After a few tricks, here's what I settled on:

  • Enemies only spawn on the side opposite to the player's direction of travel.
  • Enemies past a certain distance are removed, or relocated to a low-density zone — or to the opposite side of the player's heading.

* The reason for removing them is that there's a performance cap on how many enemies can be alive at once.

  • When relocating, don't do a simple left-right mirror. Spread them wide, so the pressure comes back in from many angles at once.

It's a small difference, but this one nuance separates "thrilling encirclement" from "dull herd-and-mow."

3) The same enemy should still move differently

Vampire Survivors doesn't really do this, but Rogue: Genesia and Halls of Torment both add variation to enemy movement.

  • Halls of Torment has enemies zig-zag toward you, or hold a fixed distance from the player to keep their distribution shape rather than rushing in.
  • The one that left the strongest impression on me was the enemy movement in Rogue: Genesia. Even within the same monster type, some individuals walk one way only, while others act almost like scouts — heading the opposite direction, then chasing when they spot the player. They're no longer enemies that simply approach you. They become enemies that get in the way of your route.

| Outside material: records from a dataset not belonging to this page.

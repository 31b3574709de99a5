//! Canonical in-memory production collection.

use playbill_core::types::Id;
use playbill_core::Production;
use tokio::sync::RwLock;

/// Errors for operations referencing ids the store does not, or already
/// does, hold. These signal a flow or environment bug, not user error;
/// callers log them rather than surfacing them.
#[derive(Debug, PartialEq, Eq, thiserror::Error)]
pub enum StoreError {
    /// `add` would introduce a second record with the same id.
    #[error("production {0} is already in the store")]
    Duplicate(Id),

    /// `update` or `remove` referenced an id the store does not hold.
    #[error("production {0} is not in the store")]
    NotFound(Id),
}

/// Ordered, id-unique collection of productions.
///
/// Insertion order is preserved across every operation: `update`
/// replaces in place and `remove` leaves the relative order of the
/// remaining items untouched.
pub struct ProductionStore {
    items: RwLock<Vec<Production>>,
}

impl ProductionStore {
    pub fn new() -> Self {
        Self {
            items: RwLock::new(Vec::new()),
        }
    }

    /// Replace the whole collection after a successful list fetch.
    ///
    /// Server order is preserved. Should the server ever repeat an id,
    /// the first occurrence wins and the duplicate is dropped with a
    /// warning so the uniqueness invariant survives. Returns the number
    /// of records now held.
    pub async fn replace_all(&self, items: Vec<Production>) -> usize {
        let mut deduped: Vec<Production> = Vec::with_capacity(items.len());
        for item in items {
            if deduped.iter().any(|p| p.id == item.id) {
                tracing::warn!(id = item.id, "Dropping duplicate production from list response");
                continue;
            }
            deduped.push(item);
        }
        let count = deduped.len();
        *self.items.write().await = deduped;
        count
    }

    /// Append a newly created production.
    pub async fn add(&self, item: Production) -> Result<(), StoreError> {
        let mut items = self.items.write().await;
        if items.iter().any(|p| p.id == item.id) {
            return Err(StoreError::Duplicate(item.id));
        }
        items.push(item);
        Ok(())
    }

    /// Replace an existing production in place, keeping its position.
    pub async fn update(&self, item: Production) -> Result<(), StoreError> {
        let mut items = self.items.write().await;
        match items.iter_mut().find(|p| p.id == item.id) {
            Some(slot) => {
                *slot = item;
                Ok(())
            }
            None => Err(StoreError::NotFound(item.id)),
        }
    }

    /// Remove a production by id, returning the removed record.
    pub async fn remove(&self, id: Id) -> Result<Production, StoreError> {
        let mut items = self.items.write().await;
        match items.iter().position(|p| p.id == id) {
            Some(index) => Ok(items.remove(index)),
            None => Err(StoreError::NotFound(id)),
        }
    }

    /// Snapshot of the current collection, in order.
    pub async fn all(&self) -> Vec<Production> {
        self.items.read().await.clone()
    }

    /// A single production by id.
    pub async fn get(&self, id: Id) -> Option<Production> {
        self.items.read().await.iter().find(|p| p.id == id).cloned()
    }

    pub async fn len(&self) -> usize {
        self.items.read().await.len()
    }

    pub async fn is_empty(&self) -> bool {
        self.items.read().await.is_empty()
    }
}

impl Default for ProductionStore {
    fn default() -> Self {
        Self::new()
    }
}
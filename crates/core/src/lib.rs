//! Domain types and form validation for the playbill client.
//!
//! Everything in this crate is pure logic shared by the rest of the
//! workspace:
//!
//! - [`models`] — the `Production`, `CastMember`, and `User` records as
//!   the theater API serves them, plus the client-owned draft DTOs.
//! - [`forms`] — the schema-driven validation engine and per-form
//!   draft state.
//!
//! Nothing here performs I/O. Network access lives in
//! `playbill-client`, shared state in `playbill-store`.

pub mod forms;
pub mod models;
pub mod types;

pub use forms::{FormState, ValidationReport};
pub use models::production::{CastMember, Genre, Production, ProductionDraft};
pub use models::user::{LoginDraft, SignupDraft, User};
/// All server-assigned identifiers are numeric.
pub type Id = i64;

/// All timestamps are UTC.
pub type Timestamp = chrono::DateTime<chrono::Utc>;
//! Shared helpers for client integration tests.
//!
//! Each test builds a small [`axum`] router standing in for the theater
//! server, binds it to an ephemeral port, and points a real
//! [`TheaterApi`] at it, so the full reqwest stack (serialization,
//! status handling, cookie store) is exercised.

use axum::Router;
use serde_json::{json, Value};

use playbill_client::{ClientConfig, TheaterApi};
use playbill_core::ProductionDraft;

/// Serve `router` on an ephemeral local port in the background and
/// return its base URL.
pub async fn spawn_server(router: Router) -> String {
    let listener = tokio::net::TcpListener::bind("127.0.0.1:0")
        .await
        .expect("should bind an ephemeral port");
    let addr = listener.local_addr().expect("listener should have an address");

    tokio::spawn(async move {
        axum::serve(listener, router)
            .await
            .expect("test server should serve");
    });

    format!("http://{addr}")
}

/// Build a client against a test server's base URL.
pub fn api_for(base_url: &str) -> TheaterApi {
    let config = ClientConfig {
        base_url: base_url.to_string(),
        request_timeout_secs: 5,
    };
    TheaterApi::new(&config).expect("client should build")
}

/// A production record as the server would serialize it.
pub fn production_json(id: i64, title: &str) -> Value {
    json!({
        "id": id,
        "title": title,
        "genre": "Musical",
        "director": "Trevor Nunn",
        "description": "A long-running show",
        "budget": 400000.0,
        "image": "https://example.com/show.png",
        "ongoing": true,
    })
}

/// A draft that passes every client-side rule.
pub fn valid_draft() -> ProductionDraft {
    ProductionDraft {
        title: "Cats".to_string(),
        genre: "Musical".to_string(),
        budget: Some(400_000.0),
        image: "https://example.com/cats.png".to_string(),
        director: "Trevor Nunn".to_string(),
        description: "Jellicle cats sing and dance".to_string(),
        ongoing: true,
    }
}
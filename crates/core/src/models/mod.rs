//! Domain records and draft DTOs.

pub mod production;
pub mod user;
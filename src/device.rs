use std::fmt;
use std::time::Instant;

/// Handle to a node owned by the output device. Node 0 is always the
/// device's destination (the physical output).
pub type NodeId = usize;

#[derive(Clone, Copy, Debug, PartialEq, Eq)]
pub enum Waveform {
    Sine,
    Sawtooth,
}

/// Capability set the engine schedules against. The engine owns the handle
/// exclusively; everything it does to the device goes through these calls,
/// most of them ahead of real time.
pub trait AudioOutput: Send {
    /// Bring the device out of a suspended state, acquiring it if needed.
    /// Failing here must leave the device unusable but otherwise unchanged.
    fn resume_if_suspended(&mut self) -> Result<(), DeviceError>;

    /// Device clock, seconds. This is the engine's time base.
    fn current_time(&self) -> f64;

    fn destination(&self) -> NodeId {
        0
    }

    fn create_oscillator(&mut self, waveform: Waveform, frequency: f64) -> NodeId;
    fn create_gain(&mut self, value: f64) -> NodeId;
    fn connect(&mut self, source: NodeId, sink: NodeId);

    fn set_value_at(&mut self, node: NodeId, value: f64, time: f64);
    fn linear_ramp_to(&mut self, node: NodeId, value: f64, time: f64);
    fn exponential_ramp_to(&mut self, node: NodeId, value: f64, time: f64);

    fn start_node(&mut self, node: NodeId);
    fn stop_node(&mut self, node: NodeId);
}

#[derive(Debug)]
pub enum DeviceError {
    /// The output device could not be acquired or resumed.
    Unavailable(String),
    /// The device was acquired but its stream could not be built or started.
    Stream(String),
}

impl fmt::Display for DeviceError {
    fn fmt(&self, f: &mut fmt::Formatter<'_>) -> fmt::Result {
        match self {
            DeviceError::Unavailable(msg) => write!(f, "output device unavailable: {msg}"),
            DeviceError::Stream(msg) => write!(f, "output stream error: {msg}"),
        }
    }
}

impl std::error::Error for DeviceError {}

/// Headless device: keeps a wall-clock time base and discards all
/// scheduling. Lets the snapshot feed run on machines without audio output.
pub struct NullDevice {
    origin: Option<Instant>,
    next_node: NodeId,
}

impl NullDevice {
    pub fn new() -> Self {
        Self {
            origin: None,
            next_node: 0,
        }
    }
}

impl Default for NullDevice {
    fn default() -> Self {
        Self::new()
    }
}

impl AudioOutput for NullDevice {
    fn resume_if_suspended(&mut self) -> Result<(), DeviceError> {
        if self.origin.is_none() {
            self.origin = Some(Instant::now());
        }
        Ok(())
    }

    fn current_time(&self) -> f64 {
        self.origin
            .map(|origin| origin.elapsed().as_secs_f64())
            .unwrap_or(0.0)
    }

    fn create_oscillator(&mut self, _waveform: Waveform, _frequency: f64) -> NodeId {
        self.next_node += 1;
        self.next_node
    }

    fn create_gain(&mut self, _value: f64) -> NodeId {
        self.next_node += 1;
        self.next_node
    }

    fn connect(&mut self, _source: NodeId, _sink: NodeId) {}
    fn set_value_at(&mut self, _node: NodeId, _value: f64, _time: f64) {}
    fn linear_ramp_to(&mut self, _node: NodeId, _value: f64, _time: f64) {}
    fn exponential_ramp_to(&mut self, _node: NodeId, _value: f64, _time: f64) {}
    fn start_node(&mut self, _node: NodeId) {}
    fn stop_node(&mut self, _node: NodeId) {}
}


#[cfg(test)]
mod tests {
    use super::*;

    #[test]
    fn null_device_allocates_distinct_nodes() {
        let mut device = NullDevice::new();
        assert_eq!(device.destination(), 0);
        let a = device.create_oscillator(Waveform::Sawtooth, 220.0);
        let b = device.create_gain(1.0);
        assert_ne!(a, b);
        assert_ne!(a, device.destination());
    }

    #[test]
    fn null_device_clock_starts_at_resume() {
        let mut device = NullDevice::new();
        assert_eq!(device.current_time(), 0.0);
        device.resume_if_suspended().unwrap();
        assert!(device.current_time() >= 0.0);
    }
}
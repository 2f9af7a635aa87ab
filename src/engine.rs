use std::sync::Arc;
use std::thread;
use std::time::Duration;

use parking_lot::Mutex;
use rand::rngs::StdRng;
use rand::SeedableRng;
use tracing::{debug, info};

use crate::command::Timeline;
use crate::config::{ConfigError, EngineConfig};
use crate::device::{AudioOutput, DeviceError, NodeId, Waveform};
use crate::phase::{Phase, PhaseClock};
use crate::scheduler::ConvergenceScheduler;
use crate::snapshot::{Snapshot, SnapshotFeed};
use crate::voices::{Voice, VoiceSet};

/// Master gain floor the entry swell starts from; exponential ramps cannot
/// start at zero.
const MASTER_FLOOR: f64 = 0.001;
/// Master level reached by the end of the entry swell.
const MASTER_LEVEL: f64 = 0.6;
/// Crescendo peak hit shortly after convergence lands.
const CRESCENDO_PEAK: f64 = 1.0;
/// Level the crescendo settles back to for the rest of the sustain.
const MASTER_SETTLE: f64 = 0.85;
/// Exponential fade target.
const FADE_FLOOR: f64 = 1e-4;
/// Attack time of a voice's entry ramp, after its randomized entry delay.
const VOICE_ATTACK: f64 = 0.4;
/// Poll cadence of the auto-stop watchdog thread.
const WATCHDOG_INTERVAL: Duration = Duration::from_millis(25);

struct ActiveRun {
    voices: VoiceSet,
    started_at: f64,
    master: NodeId,
    oscillators: Vec<NodeId>,
    feed: SnapshotFeed,
    fade_announced: bool,
}

struct EngineState {
    config: EngineConfig,
    clock: PhaseClock,
    device: Box<dyn AudioOutput>,
    rng: StdRng,
    run: Option<ActiveRun>,
    /// Bumped on every start and stop; a watchdog whose generation no longer
    /// matches has been superseded and must exit without side effects.
    generation: u64,
}

/// Orchestrates one playback run at a time: voice creation, the precomputed
/// device timeline, gain envelopes, the auto-stop watchdog, and the snapshot
/// feed. All state mutation goes through this handle.
#[derive(Clone)]
pub struct SynthesisEngine {
    shared: Arc<Mutex<EngineState>>,
}

impl SynthesisEngine {
    pub fn new(config: EngineConfig, device: Box<dyn AudioOutput>) -> Result<Self, ConfigError> {
        Self::build(config, device, StdRng::from_entropy())
    }

    /// Seeded variant; runs with the same seed and config draw identical
    /// voice sets.
    pub fn with_seed(
        config: EngineConfig,
        device: Box<dyn AudioOutput>,
        seed: u64,
    ) -> Result<Self, ConfigError> {
        Self::build(config, device, StdRng::seed_from_u64(seed))
    }

    fn build(
        config: EngineConfig,
        device: Box<dyn AudioOutput>,
        rng: StdRng,
    ) -> Result<Self, ConfigError> {
        config.validate()?;
        let clock = PhaseClock::new(&config);
        Ok(Self {
            shared: Arc::new(Mutex::new(EngineState {
                config,
                clock,
                device,
                rng,
                run: None,
                generation: 0,
            })),
        })
    }

    /// Begin a run. No-op while already playing. On a device failure the
    /// engine stays Idle with no voices allocated.
    pub fn start(&self) -> Result<(), DeviceError> {
        let mut guard = self.shared.lock();
        let state = &mut *guard;
        if state.run.is_some() {
            return Ok(());
        }
        state.device.resume_if_suspended()?;

        let voices = VoiceSet::generate(&state.config, &mut state.rng);
        let device = state.device.as_mut();
        let started_at = device.current_time();

        let destination = device.destination();
        let master = device.create_gain(MASTER_FLOOR);
        device.connect(master, destination);

        let mut timeline = Timeline::new();
        let base_gain = 1.0 / voices.len() as f64;
        let mut oscillators = Vec::with_capacity(voices.len());
        for voice in voices.iter() {
            let oscillator = device.create_oscillator(Waveform::Sawtooth, voice.start_frequency);
            let gain = device.create_gain(0.0);
            device.connect(oscillator, gain);
            device.connect(gain, master);
            schedule_voice_entry(&mut timeline, gain, voice, base_gain, started_at);
            oscillators.push(oscillator);
        }

        schedule_master_envelope(&mut timeline, master, &state.clock, started_at);
        schedule_convergence(&mut timeline, &oscillators, &voices, &state.clock, started_at);

        debug!(commands = timeline.len(), "submitting device timeline");
        timeline.submit(device);
        for &oscillator in &oscillators {
            device.start_node(oscillator);
        }

        state.generation += 1;
        let generation = state.generation;
        let feed = SnapshotFeed::new(voices.len());
        state.run = Some(ActiveRun {
            voices,
            started_at,
            master,
            oscillators,
            feed,
            fade_announced: false,
        });
        info!(
            voices = state.config.voice_count,
            total_duration = state.clock.total_duration(),
            "playback started"
        );
        drop(guard);

        self.arm_auto_stop(generation);
        Ok(())
    }

    /// End the current run. Idempotent; from Idle it only re-asserts Idle.
    pub fn stop(&self) {
        stop_locked(&mut self.shared.lock());
    }

    /// Sample the engine for the snapshot stream. Host-driven at whatever
    /// cadence the host likes; returns None once the engine is Idle so the
    /// feed self-terminates instead of emitting stale data.
    pub fn tick(&self) -> Option<Snapshot> {
        let mut guard = self.shared.lock();
        let state = &mut *guard;
        let run = state.run.as_mut()?;

        let now = state.device.current_time();
        let elapsed = now - run.started_at;
        let phase = state.clock.phase_at(elapsed);
        let scheduler = ConvergenceScheduler::new(&state.clock);
        let current: Vec<f64> = run
            .voices
            .iter()
            .map(|voice| current_frequency(voice, phase, &scheduler, elapsed))
            .collect();
        run.feed.record(elapsed, &current);

        let targets = run.voices.iter().map(|v| v.target_frequency).collect();
        Some(run.feed.publish(
            targets,
            current,
            elapsed,
            state.clock.total_duration(),
            now,
        ))
    }

    pub fn current_phase(&self) -> Phase {
        let state = self.shared.lock();
        match &state.run {
            None => Phase::Idle,
            Some(run) => state
                .clock
                .phase_at(state.device.current_time() - run.started_at),
        }
    }

    /// Seconds since the run started; 0 while Idle.
    pub fn elapsed_time(&self) -> f64 {
        let state = self.shared.lock();
        match &state.run {
            None => 0.0,
            Some(run) => state.device.current_time() - run.started_at,
        }
    }

    pub fn is_playing(&self) -> bool {
        self.shared.lock().run.is_some()
    }

    pub fn total_duration(&self) -> f64 {
        self.shared.lock().clock.total_duration()
    }

    /// Watchdog for the current run: announces the fade once elapsed time
    /// crosses the fade boundary (the fade ramp itself is already on the
    /// device timeline) and stops the engine when the run is over. A stop or
    /// restart bumps the generation, which retires the thread.
    fn arm_auto_stop(&self, generation: u64) {
        let shared = Arc::clone(&self.shared);
        thread::spawn(move || loop {
            thread::sleep(WATCHDOG_INTERVAL);
            let mut guard = shared.lock();
            let state = &mut *guard;
            if state.generation != generation {
                return;
            }
            let Some(run) = state.run.as_mut() else {
                return;
            };
            let elapsed = state.device.current_time() - run.started_at;
            if !run.fade_announced && state.clock.is_fading(elapsed) {
                run.fade_announced = true;
                info!(elapsed, "fade-out begun");
            }
            if elapsed >= state.clock.total_duration() {
                stop_locked(state);
                info!("auto-stop");
                return;
            }
        });
    }
}

fn stop_locked(state: &mut EngineState) {
    let Some(run) = state.run.take() else {
        return;
    };
    for oscillator in run.oscillators {
        state.device.stop_node(oscillator);
    }
    state.generation += 1;
    info!("playback stopped");
}

fn current_frequency(
    voice: &Voice,
    phase: Phase,
    scheduler: &ConvergenceScheduler,
    elapsed: f64,
) -> f64 {
    match phase {
        Phase::Idle | Phase::Chaos => voice.start_frequency,
        Phase::Converge => {
            ConvergenceScheduler::frequency_at(voice, scheduler.eased_progress(elapsed))
        }
        Phase::Sustain => voice.target_frequency,
    }
}

/// Voice gain: silent until the entry delay passes, then a linear ramp up to
/// the voice's compensated share of the mix.
fn schedule_voice_entry(
    timeline: &mut Timeline,
    gain: NodeId,
    voice: &Voice,
    base_gain: f64,
    started_at: f64,
) {
    let level = base_gain * voice.compensation_gain;
    let ramp_start = started_at + voice.entry_delay;
    timeline.set_value(gain, 0.0, started_at);
    timeline.set_value(gain, 0.0, ramp_start);
    timeline.linear_ramp(gain, level, ramp_start + VOICE_ATTACK);
}

/// Master gain over the whole run: entry swell during the first second of
/// chaos, crescendo peak and settle once convergence lands, exponential
/// fade to near-silence from the fade boundary.
fn schedule_master_envelope(
    timeline: &mut Timeline,
    master: NodeId,
    clock: &PhaseClock,
    started_at: f64,
) {
    let swell = clock.chaos_end().min(1.0);
    timeline.set_value(master, MASTER_FLOOR, started_at);
    timeline.exponential_ramp(master, MASTER_LEVEL, started_at + swell);

    let converge_end = started_at + clock.converge_end();
    let sustain = clock.fade_start() - clock.converge_end();
    let rise = (sustain * 0.5).min(1.0);
    let settle = sustain.min(2.0);
    timeline.set_value(master, MASTER_LEVEL, converge_end);
    timeline.linear_ramp(master, CRESCENDO_PEAK, converge_end + rise);
    timeline.linear_ramp(master, MASTER_SETTLE, converge_end + settle);

    let fade_start = started_at + clock.fade_start();
    timeline.set_value(master, MASTER_SETTLE, fade_start);
    timeline.exponential_ramp(master, FADE_FLOOR, started_at + clock.total_duration());
}

fn schedule_convergence(
    timeline: &mut Timeline,
    oscillators: &[NodeId],
    voices: &VoiceSet,
    clock: &PhaseClock,
    started_at: f64,
) {
    let scheduler = ConvergenceScheduler::new(clock);
    for set_point in scheduler.plan(voices) {
        let time = started_at + set_point.time;
        for (&oscillator, &frequency) in oscillators.iter().zip(&set_point.frequencies) {
            timeline.set_value(oscillator, frequency, time);
        }
    }
}
use serde::Serialize;

/// One sampled (time, frequency) pair in a voice's history.
#[derive(Clone, Copy, Debug, PartialEq, Serialize)]
pub struct FrequencyHistoryPoint {
    /// Seconds since the run started.
    pub time: f64,
    pub frequency: f64,
}

/// Immutable export of engine state for an external renderer. The field
/// layout is the data contract across the rendering boundary; consumers get
/// their own copy and can never reach back into engine-owned buffers.
#[derive(Clone, Debug, Serialize)]
pub struct Snapshot {
    pub target_frequencies: Vec<f64>,
    pub current_frequencies: Vec<f64>,
    /// Cumulative history per voice, indexed like the frequency vectors.
    pub frequency_history: Vec<Vec<FrequencyHistoryPoint>>,
    pub elapsed_time: f64,
    pub total_duration: f64,
    pub device_timestamp: f64,
}

/// History store behind the snapshot stream. Grows unbounded for the length
/// of one run; the engine discards it wholesale on stop.
#[derive(Debug)]
pub struct SnapshotFeed {
    histories: Vec<Vec<FrequencyHistoryPoint>>,
}

impl SnapshotFeed {
    pub fn new(voice_count: usize) -> Self {
        Self {
            histories: vec![Vec::new(); voice_count],
        }
    }

    /// Append one sampled frequency per voice.
    pub fn record(&mut self, elapsed: f64, frequencies: &[f64]) {
        for (history, &frequency) in self.histories.iter_mut().zip(frequencies) {
            history.push(FrequencyHistoryPoint {
                time: elapsed,
                frequency,
            });
        }
    }

    /// Publish a frozen snapshot; histories are copied, not shared.
    pub fn publish(
        &self,
        target_frequencies: Vec<f64>,
        current_frequencies: Vec<f64>,
        elapsed_time: f64,
        total_duration: f64,
        device_timestamp: f64,
    ) -> Snapshot {
        Snapshot {
            target_frequencies,
            current_frequencies,
            frequency_history: self.histories.clone(),
            elapsed_time,
            total_duration,
            device_timestamp,
        }
    }

    pub fn points_per_voice(&self) -> usize {
        self.histories.first().map(Vec::len).unwrap_or(0)
    }
}

#[cfg(test)]
mod tests {
    use super::*;

    #[test]
    fn record_appends_one_point_per_voice() {
        let mut feed = SnapshotFeed::new(3);
        feed.record(0.5, &[200.0, 250.0, 300.0]);
        feed.record(1.0, &[201.0, 251.0, 301.0]);
        assert_eq!(feed.points_per_voice(), 2);

        let snapshot = feed.publish(vec![73.42; 3], vec![201.0, 251.0, 301.0], 1.0, 12.0, 1.0);
        assert_eq!(snapshot.frequency_history.len(), 3);
        assert_eq!(
            snapshot.frequency_history[1][0],
            FrequencyHistoryPoint {
                time: 0.5,
                frequency: 250.0
            }
        );
    }

    #[test]
    fn published_history_is_a_copy() {
        let mut feed = SnapshotFeed::new(1);
        feed.record(0.5, &[200.0]);
        let early = feed.publish(vec![73.42], vec![200.0], 0.5, 12.0, 0.5);
        feed.record(1.0, &[210.0]);
        let late = feed.publish(vec![73.42], vec![210.0], 1.0, 12.0, 1.0);

        assert_eq!(early.frequency_history[0].len(), 1);
        assert_eq!(late.frequency_history[0].len(), 2);
    }

    #[test]
    fn snapshot_serializes_with_the_contract_fields() {
        let mut feed = SnapshotFeed::new(1);
        feed.record(0.25, &[320.0]);
        let snapshot = feed.publish(vec![440.0], vec![320.0], 0.25, 12.0, 0.25);
        let json = serde_json::to_value(&snapshot).unwrap();
        for field in [
            "target_frequencies",
            "current_frequencies",
            "frequency_history",
            "elapsed_time",
            "total_duration",
            "device_timestamp",
        ] {
            assert!(json.get(field).is_some(), "missing field {field}");
        }
    }
}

This kind of design ends up making the screen feel packed even when it isn't, and gives the player a new kind of pressure that doesn't let the tension slip. I adopted this approach aggressively in my own game. It actually took me a long time to notice this subtle difference, but once I applied it, the effect of these small movement variations turned out to be far bigger than I expected.

4) Spawn order builds sustained pressure

Finally, the spawn order itself is just as critical an axis as the movement.

When one wave is about to be cleared and the next elite shows up just before that — and then a special monster appears right before that elite is cleaned up — you get a flow that never lets the gap go empty. With that rhythm in place, the player can't put the controller down until the run is over.

In particular, weaving fast-moving or genuinely threatening enemies in at the right beats keeps the tension cinching tight and loosening, tight and loosening, all the way to the end.

These emotional swings stack up subconsciously, and what's left behind in the player is a memory of a really good run.